Items listed in a dataset

____________________

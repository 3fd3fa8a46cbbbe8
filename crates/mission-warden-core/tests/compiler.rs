// crates/mission-warden-core/tests/compiler.rs
// ============================================================================
// Module: Mission Compiler Tests
// Description: Validates mission compilation, loop expansion, and ordering.
// Purpose: Ensure identical documents always compile to identical plans.
// Dependencies: mission-warden-core, serde_json
// ============================================================================

//! ## Overview
//! Exercises the mission compiler end to end: document shape validation,
//! duplicate and dangling reference rejection, cycle reporting, deterministic
//! loop expansion with seed-derived identifiers, and topological ordering
//! with declared-order tie breaks.

#![allow(
    clippy::panic,
    clippy::print_stdout,
    clippy::print_stderr,
    clippy::unwrap_used,
    clippy::expect_used,
    clippy::use_debug,
    clippy::dbg_macro,
    clippy::panic_in_result_fn,
    clippy::unwrap_in_result,
    reason = "Test-only assertions and helpers are permitted."
)]

use mission_warden_core::AgentHandle;
use mission_warden_core::AliasTable;
use mission_warden_core::CompileError;
use mission_warden_core::CompiledMission;
use mission_warden_core::GateAction;
use mission_warden_core::GateCondition;
use mission_warden_core::GateId;
use mission_warden_core::GateSpec;
use mission_warden_core::IdentityResolver;
use mission_warden_core::LOOP_INDEX_KEY;
use mission_warden_core::LOOP_ITEM_KEY;
use mission_warden_core::LoopSpec;
use mission_warden_core::MAX_LOOP_ITERATIONS;
use mission_warden_core::MissionDocument;
use mission_warden_core::MissionId;
use mission_warden_core::RiskTier;
use mission_warden_core::TOOL_INPUT_KEY;
use mission_warden_core::TaskSpec;
use mission_warden_core::TemplateTaskId;
use mission_warden_core::ToolName;
use mission_warden_core::compile;
use serde_json::Map;
use serde_json::json;

// ============================================================================
// SECTION: Test Fixtures
// ============================================================================

fn resolver() -> IdentityResolver {
    IdentityResolver::new(AliasTable::department())
}

fn task(id: &str, agent: &str) -> TaskSpec {
    TaskSpec {
        id: TemplateTaskId::new(id),
        agent: AgentHandle::new(agent),
        inputs: Map::new(),
        depends_on: Vec::new(),
        risk_tier: RiskTier::R0,
        loop_spec: None,
    }
}

fn depends(mut spec: TaskSpec, on: &[&str]) -> TaskSpec {
    spec.depends_on = on.iter().copied().map(TemplateTaskId::new).collect();
    spec
}

fn looped(mut spec: TaskSpec, loop_spec: LoopSpec) -> TaskSpec {
    spec.loop_spec = Some(loop_spec);
    spec
}

fn iterations(count: u32) -> LoopSpec {
    LoopSpec {
        iterations: Some(count),
        over: None,
    }
}

fn document(tasks: Vec<TaskSpec>) -> MissionDocument {
    MissionDocument {
        mission_id: MissionId::new("mission-alpha"),
        seed: 42,
        tasks,
        gates: Vec::new(),
    }
}

fn plan_order(document: &MissionDocument) -> Vec<String> {
    let compiled = compile(document, &resolver()).expect("compile");
    compiled.plan.tasks.iter().map(|node| node.task_id.to_string()).collect()
}

// ============================================================================
// SECTION: Determinism
// ============================================================================

#[test]
fn identical_documents_compile_to_identical_plans() {
    let doc = document(vec![
        task("fetch", "bob"),
        looped(depends(task("scan", "iam-qa"), &["fetch"]), iterations(3)),
        depends(task("report", "iam-doc"), &["scan"]),
    ]);

    let first = compile(&doc, &resolver()).expect("first compile");
    let second = compile(&doc, &resolver()).expect("second compile");

    let bytes_a = first.plan.canonical_bytes().expect("bytes a");
    let bytes_b = second.plan.canonical_bytes().expect("bytes b");
    assert_eq!(bytes_a, bytes_b);
    assert_eq!(
        first.plan.content_hash().expect("hash a"),
        second.plan.content_hash().expect("hash b")
    );
}

#[test]
fn plan_carries_document_hash_and_seed() {
    let doc = document(vec![task("fetch", "bob")]);
    let compiled = compile(&doc, &resolver()).expect("compile");

    assert_eq!(compiled.plan.mission_id, MissionId::new("mission-alpha"));
    assert_eq!(compiled.plan.seed, 42);
    assert_eq!(compiled.plan.document_hash, doc.canonical_hash().expect("document hash"));
}

// ============================================================================
// SECTION: Shape Validation
// ============================================================================

#[test]
fn blank_mission_ids_are_rejected() {
    let mut doc = document(vec![task("fetch", "bob")]);
    doc.mission_id = MissionId::new("   ");
    let err = compile(&doc, &resolver()).unwrap_err();
    assert!(matches!(err, CompileError::EmptyMissionId));
}

#[test]
fn missions_without_tasks_are_rejected() {
    let doc = document(Vec::new());
    let err = compile(&doc, &resolver()).unwrap_err();
    assert!(matches!(err, CompileError::EmptyMission));
}

#[test]
fn duplicate_task_ids_are_rejected() {
    let doc = document(vec![task("build", "iam-dev"), task("build", "iam-qa")]);
    let err = compile(&doc, &resolver()).unwrap_err();
    assert!(matches!(err, CompileError::DuplicateTaskId(id) if id == "build"));
}

#[test]
fn unknown_dependencies_are_rejected() {
    let doc = document(vec![depends(task("build", "iam-dev"), &["ghost"])]);
    let err = compile(&doc, &resolver()).unwrap_err();
    assert!(matches!(
        err,
        CompileError::UnknownDependency { task, dependency }
            if task == "build" && dependency == "ghost"
    ));
}

#[test]
fn unknown_agents_are_rejected() {
    let doc = document(vec![task("build", "nobody")]);
    let err = compile(&doc, &resolver()).unwrap_err();
    assert_eq!(err.to_string(), "task build: unknown agent handle: nobody");
}

// ============================================================================
// SECTION: Cycle Reporting
// ============================================================================

#[test]
fn self_dependencies_are_reported_as_cycles() {
    let doc = document(vec![depends(task("spin", "bob"), &["spin"])]);
    let err = compile(&doc, &resolver()).unwrap_err();
    assert!(matches!(err, CompileError::CyclicDependency { cycle } if cycle.len() == 1));
}

#[test]
fn cycles_name_every_member_in_path_order() {
    let doc = document(vec![
        depends(task("a", "bob"), &["b"]),
        depends(task("b", "bob"), &["c"]),
        depends(task("c", "bob"), &["a"]),
    ]);

    let err = compile(&doc, &resolver()).unwrap_err();
    let CompileError::CyclicDependency {
        cycle,
    } = &err
    else {
        panic!("expected cycle, got {err:?}");
    };
    assert_eq!(cycle.len(), 3);
    for member in ["a", "b", "c"] {
        assert!(cycle.iter().any(|id| id.as_str() == member), "missing {member}");
    }
    assert!(err.to_string().contains(" -> "));
}

// ============================================================================
// SECTION: Topological Ordering
// ============================================================================

#[test]
fn dependencies_order_before_dependents() {
    let doc = document(vec![
        task("fetch", "bob"),
        depends(task("build", "iam-dev"), &["fetch"]),
        depends(task("check", "iam-qa"), &["fetch"]),
        depends(task("report", "iam-doc"), &["build", "check"]),
    ]);

    assert_eq!(plan_order(&doc), ["fetch", "build", "check", "report"]);
}

#[test]
fn ready_ties_break_on_declared_order() {
    let doc = document(vec![task("zeta", "bob"), task("alpha", "iam-dev")]);
    assert_eq!(plan_order(&doc), ["zeta", "alpha"]);
}

// ============================================================================
// SECTION: Loop Expansion
// ============================================================================

#[test]
fn loop_iterations_expand_into_chained_instances() {
    let doc = document(vec![looped(task("scan", "iam-qa"), iterations(3))]);
    let compiled = compile(&doc, &resolver()).expect("compile");
    let tasks = &compiled.plan.tasks;

    assert_eq!(tasks.len(), 3);
    for (index, node) in tasks.iter().enumerate() {
        let prefix = format!("scan.{index}-");
        assert!(node.task_id.as_str().starts_with(&prefix), "bad id {}", node.task_id);
        assert_eq!(node.task_id.as_str().len(), prefix.len() + 12);
        assert_eq!(node.template_id, TemplateTaskId::new("scan"));
        assert_eq!(node.iteration, Some(u32::try_from(index).expect("index fits")));
        assert_eq!(node.inputs.get(LOOP_INDEX_KEY), Some(&json!(index)));
    }
    assert!(tasks[0].depends_on.is_empty());
    assert_eq!(tasks[1].depends_on, vec![tasks[0].task_id.clone()]);
    assert_eq!(tasks[2].depends_on, vec![tasks[1].task_id.clone()]);
}

#[test]
fn loop_over_binds_items_per_iteration() {
    let doc = document(vec![looped(
        task("scan", "iam-qa"),
        LoopSpec {
            iterations: None,
            over: Some(vec![json!("alpha"), json!("beta")]),
        },
    )]);
    let compiled = compile(&doc, &resolver()).expect("compile");
    let tasks = &compiled.plan.tasks;

    assert_eq!(tasks.len(), 2);
    assert_eq!(tasks[0].inputs.get(LOOP_ITEM_KEY), Some(&json!("alpha")));
    assert_eq!(tasks[1].inputs.get(LOOP_ITEM_KEY), Some(&json!("beta")));
    assert_eq!(tasks[1].inputs.get(LOOP_INDEX_KEY), Some(&json!(1)));
}

#[test]
fn derived_iteration_ids_are_seed_stable() {
    let doc = document(vec![looped(task("scan", "iam-qa"), iterations(2))]);
    let first = compile(&doc, &resolver()).expect("first");
    let second = compile(&doc, &resolver()).expect("second");
    let ids = |compiled: &CompiledMission| {
        compiled.plan.tasks.iter().map(|node| node.task_id.to_string()).collect::<Vec<_>>()
    };
    assert_eq!(ids(&first), ids(&second));

    let mut reseeded = document(vec![looped(task("scan", "iam-qa"), iterations(2))]);
    reseeded.seed = 43;
    let third = compile(&reseeded, &resolver()).expect("third");
    assert_ne!(ids(&first), ids(&third));
}

#[test]
fn dependents_fan_in_on_every_iteration() {
    let doc = document(vec![
        looped(task("scan", "iam-qa"), iterations(2)),
        depends(task("report", "iam-doc"), &["scan"]),
    ]);
    let compiled = compile(&doc, &resolver()).expect("compile");
    let tasks = &compiled.plan.tasks;

    let report = tasks.iter().find(|node| node.task_id.as_str() == "report").expect("report");
    let scan_ids: Vec<_> = tasks
        .iter()
        .filter(|node| node.template_id.as_str() == "scan")
        .map(|node| node.task_id.clone())
        .collect();
    assert_eq!(scan_ids.len(), 2);
    assert_eq!(report.depends_on, scan_ids);
}

// ============================================================================
// SECTION: Loop Validation
// ============================================================================

#[test]
fn loops_selecting_both_iterations_and_over_are_rejected() {
    let doc = document(vec![looped(
        task("scan", "iam-qa"),
        LoopSpec {
            iterations: Some(2),
            over: Some(vec![json!(1)]),
        },
    )]);
    let err = compile(&doc, &resolver()).unwrap_err();
    assert!(matches!(
        err,
        CompileError::MalformedLoop { task, reason }
            if task == "scan" && reason == "exactly one of iterations or over must be set"
    ));
}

____________________

Print the records verbatim, stopping after the "use serde_json::Map;" line.

§ **RESPONSE**:
repository 3fd3fa8a46cbbbe8
filename crates/mission-warden-core/tests/compiler.rs
// crates/mission-warden-core/tests/compiler.rs
// ============================================================================
// Module: Mission Compiler Tests
// Description: Validates mission compilation, loop expansion, and ordering.
// Purpose: Ensure identical documents always compile to identical plans.
// Dependencies: mission-warden-core, serde_json
// ============================================================================

//! ## Overview
//! Exercises the mission compiler end to end: document shape validation,
//! duplicate and dangling reference rejection, cycle reporting, deterministic
//! loop expansion with seed-derived identifiers, and topological ordering
//! with declared-order tie breaks.

#![allow(
    clippy::panic,
    clippy::print_stdout,
    clippy::print_stderr,
    clippy::unwrap_used,
    clippy::expect_used,
    clippy::use_debug,
    clippy::dbg_macro,
    clippy::panic_in_result_fn,
    clippy::unwrap_in_result,
    reason = "Test-only assertions and helpers are permitted."
)]

use mission_warden_core::AgentHandle;
use mission_warden_core::AliasTable;
use mission_warden_core::CompileError;
use mission_warden_core::CompiledMission;
use mission_warden_core::GateAction;
use mission_warden_core::GateCondition;
use mission_warden_core::GateId;
use mission_warden_core::GateSpec;
use mission_warden_core::IdentityResolver;
use mission_warden_core::LOOP_INDEX_KEY;
use mission_warden_core::LOOP_ITEM_KEY;
use mission_warden_core::LoopSpec;
use mission_warden_core::MAX_LOOP_ITERATIONS;
use mission_warden_core::MissionDocument;
use mission_warden_core::MissionId;
use mission_warden_core::RiskTier;
use mission_warden_core::TOOL_INPUT_KEY;
use mission_warden_core::TaskSpec;
use mission_warden_core::TemplateTaskId;
use mission_warden_core::ToolName;
use mission_warden_core::compile;
use serde_json::Map;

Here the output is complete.